Religion is not at odds with reason, intellect, justice, and social progress. On the contrary, religion and faith have been at the core of every major, radical struggle for social change in living memory, every movement for liberty and equality. And I firmly believe that without faith—if nothing else, faith in our human ability to transform the world—we will not, cannot, achieve liberation or transformation in the here-and-now. Intellectual, secular arguments alone do not move the heart, do not connect the soul. And an over-reliance on intellectualism, individualism, and self-righteousness shuts us off from community and connection.

So in the words of Mary Mary, “go get your blessing.” Go claim your authenticity, your spiritual practice, your belief, your faith. Discover what is true for you and know that it doesn’t negate what is true for someone else.
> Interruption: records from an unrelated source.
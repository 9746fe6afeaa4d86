// Copyright 2022 Webb Technologies Inc.
//
// Licensed under the Apache License, Version 2.0 (the "License");
// you may not use this file except in compliance with the License.
// You may obtain a copy of the License at
//
// http://www.apache.org/licenses/LICENSE-2.0
//
// Unless required by applicable law or agreed to in writing, software
// distributed under the License is distributed on an "AS IS" BASIS,
// WITHOUT WARRANTIES OR CONDITIONS OF ANY KIND, either express or implied.
// See the License for the specific language governing permissions and
// limitations under the License.

use std::collections::HashMap;

use ethers::types::U256;
use parking_lot::Mutex;

use ombu_relayer_utils::probe;

/// Storage behind the [`MembershipCache`].
pub trait CacheBackend: Send + Sync {
    /// The cached members of a group.
    fn get(&self, group_id: U256) -> Option<Vec<U256>>;
    /// Replaces the members of a group.
    fn put(&self, group_id: U256, members: Vec<U256>);
    /// Appends a member to an existing entry, returns whether it was appended.
    fn append_if_present(&self, group_id: U256, commitment: U256) -> bool;
    /// Drops the entry of a group.
    fn remove(&self, group_id: U256);
    /// Number of cached groups.
    fn len(&self) -> usize;
}

#[derive(Default)]
struct Entries {
    clock: u64,
    // group -> (last write, members)
    groups: HashMap<U256, (u64, Vec<U256>)>,
}

/// A bounded in-memory [`CacheBackend`].
///
/// When full, writing a new group evicts the group written least recently.
pub struct InMemoryCacheBackend {
    capacity: usize,
    entries: Mutex<Entries>,
}

impl InMemoryCacheBackend {
    /// Creates a backend holding at most `capacity` groups (at least one).
    pub fn new(capacity: usize) -> Self {
        Self {
            capacity: capacity.max(1),
            entries: Mutex::new(Entries::default()),
        }
    }
}

impl CacheBackend for InMemoryCacheBackend {
    fn get(&self, group_id: U256) -> Option<Vec<U256>> {
        self.entries
            .lock()
            .groups
            .get(&group_id)
            .map(|(_, members)| members.clone())
    }

    fn put(&self, group_id: U256, members: Vec<U256>) {
        let mut entries = self.entries.lock();
        if !entries.groups.contains_key(&group_id)
            && entries.groups.len() >= self.capacity
        {
            let oldest = entries
                .groups
                .iter()
                .min_by_key(|(_, (written, _))| *written)
                .map(|(group, _)| *group);
            if let Some(oldest) = oldest {
                entries.groups.remove(&oldest);
            }
        }
        entries.clock += 1;
        let written = entries.clock;
        entries.groups.insert(group_id, (written, members));
    }

    fn append_if_present(&self, group_id: U256, commitment: U256) -> bool {
        let mut entries = self.entries.lock();
        entries.clock += 1;
        let written = entries.clock;
        match entries.groups.get_mut(&group_id) {
            Some((stamp, members)) if !members.contains(&commitment) => {
                *stamp = written;
                members.push(commitment);
                true
            }
            _ => false,
        }
    }

    fn remove(&self, group_id: U256) {
        self.entries.lock().groups.remove(&group_id);
    }

    fn len(&self) -> usize {
        self.entries.lock().groups.len()
    }
}

/// The volatile membership cache.
///
/// A process local, lossy copy of ordered membership lists. Entries may be
/// stale or incomplete: joins handled by another relayer instance, or before
/// the entry was created, are not in it. It is a hint and never a substitute
/// for validating a membership list against the on-chain root.
pub struct MembershipCache<B: CacheBackend = InMemoryCacheBackend> {
    backend: B,
}

impl MembershipCache<InMemoryCacheBackend> {
    /// Creates an in-memory cache holding at most `max_groups` groups.
    pub fn in_memory(max_groups: usize) -> Self {
        Self::new(InMemoryCacheBackend::new(max_groups))
    }
}

impl<B: CacheBackend> MembershipCache<B> {
    /// Creates a cache over the given backend.
    pub fn new(backend: B) -> Self {
        Self { backend }
    }

    /// The cached, ordered members of a group.
    pub fn get(&self, group_id: U256) -> Option<Vec<U256>> {
        self.backend.get(group_id)
    }

    /// Replaces the members of a group with a complete, ordered list.
    pub fn set(&self, group_id: U256, members: Vec<U256>) {
        tracing::event!(
            target: probe::TARGET,
            tracing::Level::DEBUG,
            kind = %probe::Kind::MembershipCache,
            %group_id,
            members = members.len(),
        );
        self.backend.put(group_id, members);
    }

    /// Appends a member, only if the group was listed before.
    ///
    /// A group never listed in full gets no entry: a lone member would
    /// look like a complete list. Returns whether the member was appended.
    pub fn add_if_present(&self, group_id: U256, commitment: U256) -> bool {
        let appended = self.backend.append_if_present(group_id, commitment);
        tracing::event!(
            target: probe::TARGET,
            tracing::Level::DEBUG,
            kind = %probe::Kind::MembershipCache,
            %group_id,
            appended,
        );
        appended
    }

    /// Forgets a group.
    pub fn invalidate(&self, group_id: U256) {
        self.backend.remove(group_id);
    }

    /// Number of cached groups.
    pub fn len(&self) -> usize {
        self.backend.len()
    }

    /// Whether no group is cached.
    pub fn is_empty(&self) -> bool {
        self.len() == 0
    }
}

#[cfg(test)]
mod tests {
    use super::*;

    fn ids(values: &[u64]) -> Vec<U256> {
        values.iter().copied().map(U256::from).collect()
    }

    #[test]
    fn add_if_present_never_creates_entries() {
        let cache = MembershipCache::in_memory(8);
        assert!(!cache.add_if_present(1.into(), 10.into()));
        assert_eq!(cache.get(1.into()), None);
        assert!(cache.is_empty());
    }

    #[test]
    fn add_if_present_keeps_order_and_skips_duplicates() {
        let cache = MembershipCache::in_memory(8);
        cache.set(1.into(), ids(&[3, 1]));
        assert!(cache.add_if_present(1.into(), 2.into()));
        assert!(!cache.add_if_present(1.into(), 3.into()));
        assert_eq!(cache.get(1.into()), Some(ids(&[3, 1, 2])));
    }

    #[test]
    fn evicts_the_least_recently_written_group() {
        let cache = MembershipCache::in_memory(2);
        cache.set(1.into(), ids(&[1]));
        cache.set(2.into(), ids(&[2]));
        // group 1 is written again, group 2 becomes the oldest
        cache.add_if_present(1.into(), 5.into());
        cache.set(3.into(), ids(&[3]));
        assert_eq!(cache.len(), 2);
        assert_eq!(cache.get(2.into()), None);
        assert_eq!(cache.get(1.into()), Some(ids(&[1, 5])));
        assert_eq!(cache.get(3.into()), Some(ids(&[3])));
    }

    #[test]
    fn invalidate_forgets_the_group() {
        let cache = MembershipCache::in_memory(2);
        cache.set(1.into(), ids(&[1]));
        cache.invalidate(1.into());
        assert_eq!(cache.get(1.into()), None);
    }
}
As a people who are very good at claiming our own language, we queer folks have no excuse for ceding religious and spiritual terms to narrow interpretation and definition. We can change the world from a place that is grounded, centered, and sustainable.

We’re here, we’re queer, and we are people of faith.


Queer Blue Collar boy, Yogi, Buddhist, Black Belt who loves to teach kids & make stuff. A life guided by compassion and service is the reason I show up.

2 thoughts on “Religion is Not a Dirty Word

  1. I think your point about agreeing on terms is so important, Teo. I’ve found myself in discussions with people who identify strongly as “atheists” and only define “god” as the Right Wing Christian version of god — because what they’re railing against is being marginalized, hurt, legislated, and oppressed by people of that particular faith at some point in their lives. But in these conversations, they’ll admit to me that the believe that living things are interconnected, and that people affect each other and have a responsibility to each other. I argue that “god” is a convenient three letter word for “living things are interconnected, and that people affect each other and have a responsibility to each other.

    But then I get into these “spiritual but not religious” conversations, particular with yogi types, and I find that we are not agreeing on terms. What they really mean by that is, “I don’t want to be associated with the Religious Right, and yet I have a deep spiritual practice and beliefs — but please don’t lump me in with those people!” And so I listen to them using that vocabulary and sometimes I agree to meet them there, while at the same time in my head, spiritual and religious are allowed to mean the same thing, because I know that “religion” can mean so many different things, and that shying away from using it gives over the power to those who have tried to take sole possession of it. But sometimes I push back and try take a little piece of that word back. So thanks for pushing back, hard.